Bundestagskontrollgremien ohne Linke: Linke wirft Union Demokratiegefährdung vor | ABC-Z

Was Schwerdtner so erregt, ist das Wahlverhalten von CDU und CSU am vergangenen Donnerstag. Denn da ließen diese gleich drei Linksparteiabgeordnete bei der Besetzung parlamentarischer Kontrollgremien durchfallen. Die Fraktionsvorsitzende Heidi Reichinnek scheiterte mit ihrer Kandidatur für das Parlamentarische Kontrollgremium (PKGr), das die Geheimdienste überwachen soll. Mindestens 316 Stimmen hätte sie bekommen müssen, 260 Stimmen erhielt sie.
Parteichefin Schwerdtner schaffte es mit 279 Stimmen nicht in das Bundesschuldenwesengesetz-Gremium, das vom Bundesfinanzministerium über alle Fragen des Schuldenwesens des Bundes unterrichtet werden muss. Und die Kieler Abgeordnete Tamara Mazzi verfehlte mit 263 Stimmen ebenfalls die notwendige Stimmenmehrheit für das Bundeswehrfinanzierungs- und -sondervermögensgesetz-Gremium, das vom Verteidigungsministerium regelmäßig über alle Fragen des „Sondervermögens Bundeswehr“ zu unterrichten ist.

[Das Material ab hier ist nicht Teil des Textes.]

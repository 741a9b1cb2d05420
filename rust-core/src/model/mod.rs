//! Pole-zero model: root multisets, configured defaults and the filter state

pub mod config;
pub mod filter_model;
pub mod multiset;
pub mod pole_zero_map;

pub use config::{DefaultFilterConfig, FilterKind, FilterMode, FilterSeed, ModelSettings};
pub use filter_model::{FilterModel, RootTarget};
pub use multiset::ComplexMultiset;
pub use pole_zero_map::{MarkerKind, PoleZeroMap, RootMarker};
//! FFT engine using realfft for real-valued coefficient sequences
//!
//! Evaluates a real polynomial on a uniform grid around the unit circle in
//! one transform instead of one Horner pass per frequency.

use crate::error::{FilterError, FilterResult};
use num_complex::Complex64;
use realfft::{RealFftPlanner, RealToComplex};
use std::sync::Arc;

/// FFT engine for real-valued sequences
pub struct FftEngine {
    /// FFT size (number of samples)
    fft_size: usize,

    /// Real FFT processor
    r2c: Arc<dyn RealToComplex<f64>>,

    /// Reusable input buffer
    input_buffer: Vec<f64>,

    /// Reusable output buffer (complex spectrum)
    output_buffer: Vec<Complex64>,
}

impl FftEngine {
    /// Create new FFT engine
    ///
    /// # Arguments
    /// * `fft_size` - FFT size (number of samples)
    pub fn new(fft_size: usize) -> Self {
        let mut planner = RealFftPlanner::<f64>::new();
        let r2c = planner.plan_fft_forward(fft_size);

        let input_buffer = r2c.make_input_vec();
        let output_buffer = r2c.make_output_vec();

        Self {
            fft_size,
            r2c,
            input_buffer,
            output_buffer,
        }
    }

    /// Whether a sequence of `len` samples fits without truncation
    pub fn fits(&self, len: usize) -> bool {
        len <= self.fft_size
    }

    /// Compute the spectrum of a zero-padded sequence
    ///
    /// # Arguments
    /// * `sequence` - Input samples, at most `fft_size` long
    ///
    /// # Returns
    /// `X[k] = sum_n x[n] e^{-j 2 pi k n / fft_size}` for k = 0..fft_size/2
    pub fn spectrum(&mut self, sequence: &[f64]) -> FilterResult<&[Complex64]> {
        if !self.fits(sequence.len()) {
            return Err(FilterError::Fft(format!(
                "sequence of {} samples exceeds FFT size {}",
                sequence.len(),
                self.fft_size
            )));
        }

        // Copy sequence to input buffer with zero-padding
        let copy_len = sequence.len();
        self.input_buffer[..copy_len].copy_from_slice(sequence);
        self.input_buffer[copy_len..].fill(0.0);

        self.r2c
            .process(&mut self.input_buffer, &mut self.output_buffer)
            .map_err(|e| FilterError::Fft(e.to_string()))?;

        Ok(&self.output_buffer)
    }
}
//! Turn one edited row into an add/delete/modify action on a root set

use crate::model::multiset::{conjugate_batch, conjugate_keys, MAX_MULTIPLICITY};
use crate::model::ComplexMultiset;
use num_complex::Complex64;
use std::num::NonZeroU32;

/// Raw text of one edit row, as typed by the user
#[derive(Debug, Clone, Default, PartialEq, Eq)]
pub struct EditFields {
    pub real: String,
    pub imag: String,
    pub multiplicity: String,
}

impl EditFields {
    pub fn new(real: impl Into<String>, imag: impl Into<String>, multiplicity: impl Into<String>) -> Self {
        Self {
            real: real.into(),
            imag: imag.into(),
            multiplicity: multiplicity.into(),
        }
    }

    /// All three fields empty after trimming
    pub fn is_blank(&self) -> bool {
        self.real.trim().is_empty() && self.imag.trim().is_empty() && self.multiplicity.trim().is_empty()
    }
}

/// Value a row showed before editing
#[derive(Debug, Clone, Copy, PartialEq)]
pub enum PreviousValue {
    /// Empty slot for entering a new root
    Blank,
    Committed {
        root: Complex64,
        multiplicity: NonZeroU32,
    },
}

/// Action resulting from one edit row
#[derive(Debug, Clone, PartialEq)]
pub enum EditOutcome {
    Ignore,
    Addition(Vec<(Complex64, NonZeroU32)>),
    Deletion(Vec<Complex64>),
    Modification {
        deletion: Vec<Complex64>,
        addition: Vec<(Complex64, NonZeroU32)>,
    },
}

impl EditOutcome {
    pub fn is_ignore(&self) -> bool {
        matches!(self, EditOutcome::Ignore)
    }

    /// Keys removed before any addition
    pub fn deletion_keys(&self) -> &[Complex64] {
        match self {
            EditOutcome::Deletion(keys) | EditOutcome::Modification { deletion: keys, .. } => keys,
            _ => &[],
        }
    }

    pub fn addition_entries(&self) -> &[(Complex64, NonZeroU32)] {
        match self {
            EditOutcome::Addition(entries) | EditOutcome::Modification { addition: entries, .. } => {
                entries
            }
            _ => &[],
        }
    }
}

/// Remove the outcome's deletion keys, then add its entries
pub fn apply_outcome(set: &mut ComplexMultiset, outcome: &EditOutcome) {
    set.remove(outcome.deletion_keys().iter().copied());
    set.add(outcome.addition_entries().iter().copied());
}

/// Classified multiplicity field
#[derive(Debug, Clone, Copy, PartialEq, Eq)]
enum MultiplicityInput {
    Blank,
    Count(u32),
    /// Negative or fractional number, read as 1
    Clamped,
    /// Integer above [`MAX_MULTIPLICITY`]
    TooLarge,
    Malformed,
}

fn parse_number(text: &str) -> Option<f64> {
    text.trim().parse::<f64>().ok().filter(|v| v.is_finite())
}

fn classify_multiplicity(text: &str) -> MultiplicityInput {
    let text = text.trim();
    if text.is_empty() {
        return MultiplicityInput::Blank;
    }
    match parse_number(text) {
        Some(v) if v > MAX_MULTIPLICITY as f64 && v.fract() == 0.0 => MultiplicityInput::TooLarge,
        Some(v) if v >= 0.0 && v.fract() == 0.0 => MultiplicityInput::Count(v as u32),
        Some(_) => MultiplicityInput::Clamped,
        None => MultiplicityInput::Malformed,
    }
}

/// Decide what one edit row does to the root set it belongs to
pub fn reconcile(previous: &PreviousValue, fields: &EditFields) -> EditOutcome {
    if fields.is_blank() {
        return EditOutcome::Ignore;
    }

    let real = parse_number(&fields.real);
    let imag = parse_number(&fields.imag);
    let multiplicity = classify_multiplicity(&fields.multiplicity);

    let outcome = match *previous {
        PreviousValue::Blank => reconcile_fresh(real, imag, multiplicity),
        PreviousValue::Committed { root, .. } => reconcile_committed(root, real, imag, multiplicity),
    };

    tracing::trace!(?previous, ?fields, ?outcome, "reconciled edit row");
    outcome
}

/// A new root needs both parts; a count of 0, an oversized count or
/// unreadable multiplicity text drops the row
fn reconcile_fresh(real: Option<f64>, imag: Option<f64>, multiplicity: MultiplicityInput) -> EditOutcome {
    let (Some(re), Some(im)) = (real, imag) else {
        return EditOutcome::Ignore;
    };
    let k = match multiplicity {
        MultiplicityInput::Blank | MultiplicityInput::Clamped => NonZeroU32::MIN,
        MultiplicityInput::Count(k) => match NonZeroU32::new(k) {
            Some(k) => k,
            None => return EditOutcome::Ignore,
        },
        MultiplicityInput::TooLarge | MultiplicityInput::Malformed => return EditOutcome::Ignore,
    };
    EditOutcome::Addition(conjugate_batch(Complex64::new(re, im), k))
}

/// Blank or unusable multiplicity text resets the modified root to 1
fn reconcile_committed(
    root: Complex64,
    real: Option<f64>,
    imag: Option<f64>,
    multiplicity: MultiplicityInput,
) -> EditOutcome {
    let k = match multiplicity {
        MultiplicityInput::Count(0) => return EditOutcome::Deletion(conjugate_keys(root)),
        MultiplicityInput::Count(k) => NonZeroU32::new(k),
        MultiplicityInput::Clamped | MultiplicityInput::TooLarge => Some(NonZeroU32::MIN),
        MultiplicityInput::Blank | MultiplicityInput::Malformed => None,
    };

    if real.is_none() && imag.is_none() && k.is_none() {
        return EditOutcome::Ignore;
    }

    let new_root = Complex64::new(real.unwrap_or(root.re), imag.unwrap_or(root.im));
    EditOutcome::Modification {
        deletion: conjugate_keys(root),
        addition: conjugate_batch(new_root, k.unwrap_or(NonZeroU32::MIN)),
    }
}

#[cfg(test)]
mod tests {
    use super::*;

    fn nz(k: u32) -> NonZeroU32 {
        NonZeroU32::new(k).unwrap()
    }

    fn committed(re: f64, im: f64, k: u32) -> PreviousValue {
        PreviousValue::Committed {
            root: Complex64::new(re, im),
            multiplicity: nz(k),
        }
    }

    #[test]
    fn test_multiplicity_only_edit_keeps_root() {
        let outcome = reconcile(&committed(2.0, 3.0, 1), &EditFields::new("", "", "5"));

        assert_eq!(
            outcome,
            EditOutcome::Modification {
                deletion: vec![Complex64::new(2.0, 3.0), Complex64::new(2.0, -3.0)],
                addition: vec![
                    (Complex64::new(2.0, 3.0), nz(5)),
                    (Complex64::new(2.0, -3.0), nz(5)),
                ],
            }
        );
    }

    #[test]
    fn test_zero_multiplicity_deletes_real_root() {
        let outcome = reconcile(&committed(1.0, 0.0, 2), &EditFields::new("", "", "0"));
        assert_eq!(outcome, EditOutcome::Deletion(vec![Complex64::new(1.0, 0.0)]));
    }

    #[test]
    fn test_zero_multiplicity_deletes_pair_even_with_new_values() {
        let outcome = reconcile(&committed(0.0, 0.9, 2), &EditFields::new("0.3", "0.1", "0.0"));
        assert_eq!(
            outcome,
            EditOutcome::Deletion(vec![Complex64::new(0.0, 0.9), Complex64::new(0.0, -0.9)])
        );
    }

    #[test]
    fn test_fresh_slot_needs_both_parts() {
        let outcome = reconcile(&PreviousValue::Blank, &EditFields::new("5", "", ""));
        assert!(outcome.is_ignore());
    }

    #[test]
    fn test_fresh_slot_addition() {
        let outcome = reconcile(&PreviousValue::Blank, &EditFields::new(" 0.5 ", "0.5", ""));
        assert_eq!(
            outcome,
            EditOutcome::Addition(vec![
                (Complex64::new(0.5, 0.5), nz(1)),
                (Complex64::new(0.5, -0.5), nz(1)),
            ])
        );

        let real = reconcile(&PreviousValue::Blank, &EditFields::new("-1", "0", "2.0"));
        assert_eq!(real, EditOutcome::Addition(vec![(Complex64::new(-1.0, 0.0), nz(2))]));
    }

    #[test]
    fn test_fresh_slot_rejects_bad_multiplicity() {
        for k in ["0", "two", "101", "4000000000"] {
            let outcome = reconcile(&PreviousValue::Blank, &EditFields::new("1", "0", k));
            assert!(outcome.is_ignore(), "multiplicity {:?}", k);
        }
    }

    #[test]
    fn test_fresh_slot_clamps_negative_or_fractional() {
        for k in ["-2", "2.5"] {
            let outcome = reconcile(&PreviousValue::Blank, &EditFields::new("1", "0", k));
            assert_eq!(
                outcome,
                EditOutcome::Addition(vec![(Complex64::new(1.0, 0.0), nz(1))]),
                "multiplicity {:?}",
                k
            );
        }
    }

    #[test]
    fn test_multiplicity_limit() {
        let limit = MAX_MULTIPLICITY.to_string();
        let outcome = reconcile(&PreviousValue::Blank, &EditFields::new("0.5", "0", limit.as_str()));
        assert_eq!(
            outcome,
            EditOutcome::Addition(vec![(Complex64::new(0.5, 0.0), nz(MAX_MULTIPLICITY))])
        );

        // Oversized count on a committed row reads as 1
        let outcome = reconcile(&committed(0.5, 0.0, 2), &EditFields::new("", "", "30000"));
        assert_eq!(
            outcome,
            EditOutcome::Modification {
                deletion: vec![Complex64::new(0.5, 0.0)],
                addition: vec![(Complex64::new(0.5, 0.0), nz(1))],
            }
        );
    }

    #[test]
    fn test_clamped_multiplicity_reads_as_one() {
        for k in ["-3", "2.5"] {
            let outcome = reconcile(&committed(0.5, 0.0, 4), &EditFields::new("", "", k));
            assert_eq!(
                outcome,
                EditOutcome::Modification {
                    deletion: vec![Complex64::new(0.5, 0.0)],
                    addition: vec![(Complex64::new(0.5, 0.0), nz(1))],
                },
                "multiplicity {:?}",
                k
            );
        }
    }

    #[test]
    fn test_malformed_fields_fall_back() {
        // Real part keeps the previous value, multiplicity resets to 1
        let outcome = reconcile(&committed(0.2, 0.4, 3), &EditFields::new("abc", "0.6", "x"));
        assert_eq!(
            outcome,
            EditOutcome::Modification {
                deletion: vec![Complex64::new(0.2, 0.4), Complex64::new(0.2, -0.4)],
                addition: vec![
                    (Complex64::new(0.2, 0.6), nz(1)),
                    (Complex64::new(0.2, -0.6), nz(1)),
                ],
            }
        );
    }

    #[test]
    fn test_committed_row_with_only_garbage_is_ignored() {
        let outcome = reconcile(&committed(0.2, 0.0, 1), &EditFields::new("x", "NaN", "y"));
        assert!(outcome.is_ignore());
        assert!(reconcile(&committed(0.2, 0.0, 1), &EditFields::new(" ", "", "\t")).is_ignore());
    }

    #[test]
    fn test_moving_root_off_axis_adds_conjugate() {
        let outcome = reconcile(&committed(0.5, 0.0, 1), &EditFields::new("", "0.25", ""));
        assert_eq!(
            outcome.addition_entries(),
            &[
                (Complex64::new(0.5, 0.25), nz(1)),
                (Complex64::new(0.5, -0.25), nz(1)),
            ]
        );
        assert_eq!(outcome.deletion_keys(), &[Complex64::new(0.5, 0.0)]);
    }

    #[test]
    fn test_apply_outcome_deletes_before_adding() {
        let mut set: ComplexMultiset = conjugate_batch(Complex64::new(2.0, 3.0), nz(1))
            .into_iter()
            .collect();
        let outcome = reconcile(&committed(2.0, 3.0, 1), &EditFields::new("", "", "5"));
        apply_outcome(&mut set, &outcome);

        assert_eq!(set.multiplicity(Complex64::new(2.0, 3.0)), 5);
        assert_eq!(set.multiplicity(Complex64::new(2.0, -3.0)), 5);
        assert!(set.is_conjugate_symmetric());
    }
}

Da auch erwartungsgemäß die AfD-Kandidaten nicht gewählt wurden, sind in diesen drei Gremien bloß noch die Grünen als einzige Oppositionspartei vertreten. Nur in das Vertrauensgremium schaffte es mit Dietmar Bartsch ein Linker. Er bekam 347 Stimmen. Kurios: Ausgerechnet der einzige Linken-Kandidat mit SED-Vergangenheit erhielt damit auch mehrheitlich die Stimmen von CDU und CSU. Aufgabe des Vertrauensgremiums ist es, die Wirtschaftspläne für die Nachrichtendienste zu billigen, die ihm vom Bundesfinanzministerium vorgelegt werden.
Unionspöbelei gegen Reichinnek
Während es von der Union keine öffentliche Begründung für die Nichtwahl von Schwerdtner und Mazzi gab, schoss sie desto schärfer gegen Fraktionschefin Reichinnek. „Sie steht für eine Linkspartei, die sich nach wie vor nicht glaubwürdig vom Linksextremismus distanziert und deren Haltung zum Antisemitismus zumindest ambivalent wirkt“, wetterte der Parlamentarische Geschäftsführer der Unionsfraktion, Steffen Bilger. „Heidi Reichinnek ist unwählbar“, verkündete CSU-Generalsekretär Martin Huber. Denn dem PKGr dürften „nur vertrauenswürdige Personen“ angehören. Harter Tobak.
Das PKGr soll die Arbeit des Bundesnachrichtendienstes, des Militärischen Abschirmdienstes und des Bundesamts für Verfassungsschutz überwachen. Die Bundesregierung muss das Gremium über die Tätigkeiten der Nachrichtendienste und über Vorgänge von besonderer Bedeutung unterrichten. Das formal neunköpfige Gremium ist jetzt nur mit sechs Abgeordneten besetzt, von denen der Grüne Konstantin von Notz der einzige Oppositionspolitiker ist.
Problematischer Nebeneffekt: Die reduzierte Mitgliederzahl gefährdet die Arbeitsfähigkeit. Denn um beschlussfähig zu sein, müssen Zweidrittel der möglichen Mitglieder anwesend sein, was genau den sechs gewählten Mitglieder entspricht. Fehlt auch nur eine oder einer, ist das Gremium beschlussunfähig.
Linksfraktion berät noch über weiteres Vorgehen
Die Union sei „nicht fähig, mit einer starken Opposition umzugehen“, kritisierte Schwerdtner am Montag. „Wenn sie meinen, dass sie eine Fraktionsvorsitzende nicht wählen können, frage ich mich, wer überhaupt in Frage kommt“, so die Linken-Vorsitzende mit Blick auf CDU und CSU. Um die Regierung kontrollieren zu können, sei es für die Linksfraktion jedoch „absolut wichtig, dass jemand von uns in dem Gremium ist“.
Auf ihrer nächsten Sitzung werde die Fraktion beraten, wie sie nun weiter vorgehen wolle, ob sie beispielsweise jemand Neues aufstellen werde, so Schwerdtner. Das gelte auch für die anderen Kontrollgremien. Sie sei aber „nicht bereit, Kandidaten vorzustellen, die der Regierung bequem oder angenehm sind“. Da verspüre sie „ein großes Unbehagen“.